Check the spirometer has been set up correctly and ensure that readings are taken for only the time periods indicated in Note 5.
Ensure students using the spirometer are supervised at all times.
Disinfect the spirometer mouthpieces as directed (Note 3) and disinfect the spirometer at the end of the lesson.

Preparation - setting up the spirometer

a Fill the canister with a chemical for absorbing carbon dioxide, suchy as Carbosorb ® or self-indicating soda-lime granules (Note 1).

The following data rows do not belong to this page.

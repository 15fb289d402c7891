use rustc_hash::FxHashMap;

/// Union-find over row indices with path compression and union by rank.
///
/// Elements are tracked lazily: `find` or `union` on an unseen element makes
/// it a singleton root. `order` records first-tracked order so `groups` is
/// reproducible regardless of hash layout.
#[derive(Debug, Default)]
pub struct DisjointSet {
    parent: FxHashMap<usize, usize>,
    rank: FxHashMap<usize, u32>,
    order: Vec<usize>,
}

/// One equivalence class, members in first-tracked order.
#[derive(Debug, Clone, PartialEq, Eq)]
pub struct Group {
    pub root: usize,
    pub members: Vec<usize>,
}

impl DisjointSet {
    pub fn new() -> Self {
        Self::default()
    }

    /// Number of tracked elements.
    pub fn len(&self) -> usize {
        self.order.len()
    }

    pub fn is_empty(&self) -> bool {
        self.order.is_empty()
    }

    fn track(&mut self, x: usize) {
        if !self.parent.contains_key(&x) {
            self.parent.insert(x, x);
            self.order.push(x);
        }
    }

    pub fn find(&mut self, x: usize) -> usize {
        self.track(x);

        let mut root = x;
        while self.parent[&root] != root {
            root = self.parent[&root];
        }

        // Compress: relink every node on the walk directly to the root.
        let mut node = x;
        while node != root {
            let next = self.parent[&node];
            self.parent.insert(node, root);
            node = next;
        }

        root
    }

    pub fn union(&mut self, x: usize, y: usize) {
        let root_x = self.find(x);
        let root_y = self.find(y);
        if root_x == root_y {
            return;
        }

        let rank_x = self.rank.get(&root_x).copied().unwrap_or(0);
        let rank_y = self.rank.get(&root_y).copied().unwrap_or(0);

        if rank_x < rank_y {
            self.parent.insert(root_x, root_y);
        } else if rank_x > rank_y {
            self.parent.insert(root_y, root_x);
        } else {
            self.parent.insert(root_y, root_x);
            self.rank.insert(root_x, rank_x + 1);
        }
    }

    pub fn connected(&mut self, x: usize, y: usize) -> bool {
        self.find(x) == self.find(y)
    }

    /// Collect every tracked element under its root.
    ///
    /// Groups come back in the order their first member was tracked.
    pub fn groups(&mut self) -> Vec<Group> {
        let mut slot_by_root: FxHashMap<usize, usize> = FxHashMap::default();
        let mut groups: Vec<Group> = Vec::new();

        let order = self.order.clone();
        for x in order {
            let root = self.find(x);
            let slot = *slot_by_root.entry(root).or_insert_with(|| {
                groups.push(Group { root, members: Vec::new() });
                groups.len() - 1
            });
            groups[slot].members.push(x);
        }

        groups
    }
}
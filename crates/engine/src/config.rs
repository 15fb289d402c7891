use std::str::FromStr;

use serde::Deserialize;

use crate::error::GroupError;

// ---------------------------------------------------------------------------
// Matching type
// ---------------------------------------------------------------------------

/// Which identifying fields link two rows.
#[derive(Debug, Clone, Copy, PartialEq, Eq, Hash, Deserialize)]
#[serde(rename_all = "snake_case")]
pub enum MatchingType {
    Email,
    Phone,
    EmailOrPhone,
}

impl MatchingType {
    pub const ALL: [MatchingType; 3] = [Self::Email, Self::Phone, Self::EmailOrPhone];

    pub fn as_str(&self) -> &'static str {
        match self {
            Self::Email => "email",
            Self::Phone => "phone",
            Self::EmailOrPhone => "email_or_phone",
        }
    }

    pub fn description(&self) -> &'static str {
        match self {
            Self::Email => "Match records with the same email address",
            Self::Phone => "Match records with the same phone number",
            Self::EmailOrPhone => "Match records with the same email OR phone",
        }
    }
}

impl FromStr for MatchingType {
    type Err = GroupError;

    fn from_str(s: &str) -> Result<Self, Self::Err> {
        Self::ALL
            .into_iter()
            .find(|t| t.as_str() == s)
            .ok_or_else(|| GroupError::InvalidInput(format!("invalid matching type: {s}")))
    }
}

impl std::fmt::Display for MatchingType {
    fn fmt(&self, f: &mut std::fmt::Formatter<'_>) -> std::fmt::Result {
        f.write_str(self.as_str())
    }
}

// ---------------------------------------------------------------------------
// Top-level config
// ---------------------------------------------------------------------------

pub const DEFAULT_ID_COLUMN: &str = "PersonID";

#[derive(Debug, Clone, Deserialize)]
#[serde(deny_unknown_fields)]
pub struct GroupConfig {
    /// Default matching type when none is given on the command line.
    #[serde(default)]
    pub matching: Option<MatchingType>,
    #[serde(default = "default_id_column")]
    pub id_column: String,
    #[serde(default)]
    pub columns: ColumnPatterns,
}

impl Default for GroupConfig {
    fn default() -> Self {
        Self {
            matching: None,
            id_column: default_id_column(),
            columns: ColumnPatterns::default(),
        }
    }
}

fn default_id_column() -> String {
    DEFAULT_ID_COLUMN.into()
}

// ---------------------------------------------------------------------------
// Column patterns
// ---------------------------------------------------------------------------

/// Header substrings (case-insensitive) that mark identifying columns.
#[derive(Debug, Clone, PartialEq, Eq, Deserialize)]
#[serde(deny_unknown_fields)]
pub struct ColumnPatterns {
    #[serde(default = "default_email_pattern")]
    pub email: String,
    #[serde(default = "default_phone_pattern")]
    pub phone: String,
}

impl Default for ColumnPatterns {
    fn default() -> Self {
        Self {
            email: default_email_pattern(),
            phone: default_phone_pattern(),
        }
    }
}

fn default_email_pattern() -> String {
    "email".into()
}

fn default_phone_pattern() -> String {
    "phone".into()
}

// ---------------------------------------------------------------------------
// Parse + Validate
// ---------------------------------------------------------------------------

impl GroupConfig {
    pub fn from_toml(input: &str) -> Result<Self, GroupError> {
        let config: GroupConfig =
            toml::from_str(input).map_err(|e| GroupError::ConfigParse(e.to_string()))?;
        config.validate()?;
        Ok(config)
    }

    pub fn validate(&self) -> Result<(), GroupError> {
        if self.id_column.trim().is_empty() {
            return Err(GroupError::ConfigValidation("id_column must not be blank".into()));
        }
        if self.columns.email.trim().is_empty() {
            return Err(GroupError::ConfigValidation(
                "columns.email pattern must not be blank".into(),
            ));
        }
        if self.columns.phone.trim().is_empty() {
            return Err(GroupError::ConfigValidation(
                "columns.phone pattern must not be blank".into(),
            ));
        }
        Ok(())
    }
}

// ---------------------------------------------------------------------------
// Tests
// ---------------------------------------------------------------------------
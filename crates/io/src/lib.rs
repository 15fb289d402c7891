// Table I/O - CSV/TSV in, CSV/TSV/JSON out

pub mod csv;
pub mod json;

pub use crate::csv::{read_table, read_table_with_delimiter, write_csv};
pub use crate::json::write_json;
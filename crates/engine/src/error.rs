use std::fmt;
use std::path::PathBuf;

#[derive(Debug)]
pub enum GroupError {
    /// Bad caller input, e.g. an unrecognized matching type.
    InvalidInput(String),
    /// The input source does not exist.
    FileNotFound(PathBuf),
    /// TOML parse / deserialization error.
    ConfigParse(String),
    /// Config validation error (blank id column, blank pattern).
    ConfigValidation(String),
}

impl fmt::Display for GroupError {
    fn fmt(&self, f: &mut fmt::Formatter<'_>) -> fmt::Result {
        match self {
            Self::InvalidInput(msg) => write!(f, "invalid input: {msg}"),
            Self::FileNotFound(path) => write!(f, "file not found: {}", path.display()),
            Self::ConfigParse(msg) => write!(f, "config parse error: {msg}"),
            Self::ConfigValidation(msg) => write!(f, "config validation error: {msg}"),
        }
    }
}

impl std::error::Error for GroupError {}
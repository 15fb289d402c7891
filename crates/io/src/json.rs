// JSON export

use serde_json::{Map, Value};

/// Export annotated rows as a JSON array of objects keyed by the header row.
///
/// The id column (first) is emitted as a number. Cells past the header width
/// are keyed `column_<n>` (1-based); missing cells are `null`. Repeated header
/// names get a `_<n>` suffix so no cell is dropped.
pub fn write_json(rows: &[Vec<String>]) -> Result<Vec<u8>, String> {
    let Some((header, data)) = rows.split_first() else {
        return serde_json::to_vec_pretty(&Vec::<Value>::new()).map_err(|e| e.to_string());
    };

    let keys = unique_keys(header);

    let objects: Vec<Value> = data
        .iter()
        .map(|row| {
            let width = keys.len().max(row.len());
            let mut obj = Map::with_capacity(width);
            for col in 0..width {
                let key = keys
                    .get(col)
                    .cloned()
                    .unwrap_or_else(|| format!("column_{}", col + 1));
                let value = match row.get(col) {
                    None => Value::Null,
                    Some(cell) if col == 0 => cell
                        .parse::<u64>()
                        .map(Value::from)
                        .unwrap_or_else(|_| Value::String(cell.clone())),
                    Some(cell) => Value::String(cell.clone()),
                };
                obj.insert(key, value);
            }
            Value::Object(obj)
        })
        .collect();

    serde_json::to_vec_pretty(&objects).map_err(|e| e.to_string())
}

fn unique_keys(header: &[String]) -> Vec<String> {
    let mut keys: Vec<String> = Vec::with_capacity(header.len());
    for name in header {
        let mut key = name.clone();
        let mut n = 2;
        while keys.contains(&key) {
            key = format!("{name}_{n}");
            n += 1;
        }
        keys.push(key);
    }
    keys
}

b Check for leaks by filling the spirometer with air, closing all the taps and loading the lid of the chamber with a 200 g mass. If the chamber does not move during five minutes, there are no serious leaks.

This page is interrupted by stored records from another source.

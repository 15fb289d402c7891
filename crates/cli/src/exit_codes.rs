//! CLI Exit Code Registry
//!
//! This is the single source of truth for all CLI exit codes.
//! Exit codes are part of the shell contract — scripts rely on them.
//!
//! | Code | Description                                              |
//! |------|----------------------------------------------------------|
//! | 0    | Success                                                  |
//! | 1    | General error (unspecified)                              |
//! | 2    | Usage / invalid input (bad matching type, missing file)  |
//! | 3    | I/O error (cannot read config, cannot write output)      |
//! | 4    | Parse error (malformed or undecodable input table)       |
//! | 5    | Config error (bad TOML, failed validation)               |

use personid_engine::GroupError;

/// Success - command completed without errors.
pub const EXIT_SUCCESS: u8 = 0;

/// General error - unspecified failure.
/// Avoid using this; prefer a specific error code.
pub const EXIT_ERROR: u8 = 1;

/// Usage error - bad arguments, unknown matching type, missing input file.
/// Matches clap's own exit code for argument errors.
pub const EXIT_USAGE: u8 = 2;

/// Cannot read the config file or write the output.
pub const EXIT_IO: u8 = 3;

/// Input table could not be parsed.
pub const EXIT_PARSE: u8 = 4;

/// Config file failed to parse or validate.
pub const EXIT_CONFIG: u8 = 5;

/// Map an engine error to its exit code.
pub fn group_exit_code(err: &GroupError) -> u8 {
    match err {
        GroupError::InvalidInput(_) | GroupError::FileNotFound(_) => EXIT_USAGE,
        GroupError::ConfigParse(_) | GroupError::ConfigValidation(_) => EXIT_CONFIG,
    }
}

c If using a kymograph, check that the pen writes on the drum throughout a complete revolution of the drum, and that the pen is towards the top of the recording chart paper with the chamber full of air/ oxygen. If using a motion sensor, make sure that the sensor and datalogging software are appropriately connected and you know how to collect the data.

d Calibrate the spirometer as follows:

i Empty all the air out of the chamber. If using a kymograph, make sure that the pen makes a mark on the lower part of the drum.

ii Let a specific volume of air into the spirometer chamber (say 500 cm 3 ). Record the position of the chamber by making a mark on the kymograph.

iii Do this again, letting in the same volume of air each time, until the chamber has risen as high as possible.

e When you have finished calibrating, flush the spirometer with oxygen four times and leave it full, with the taps closed (Note 2).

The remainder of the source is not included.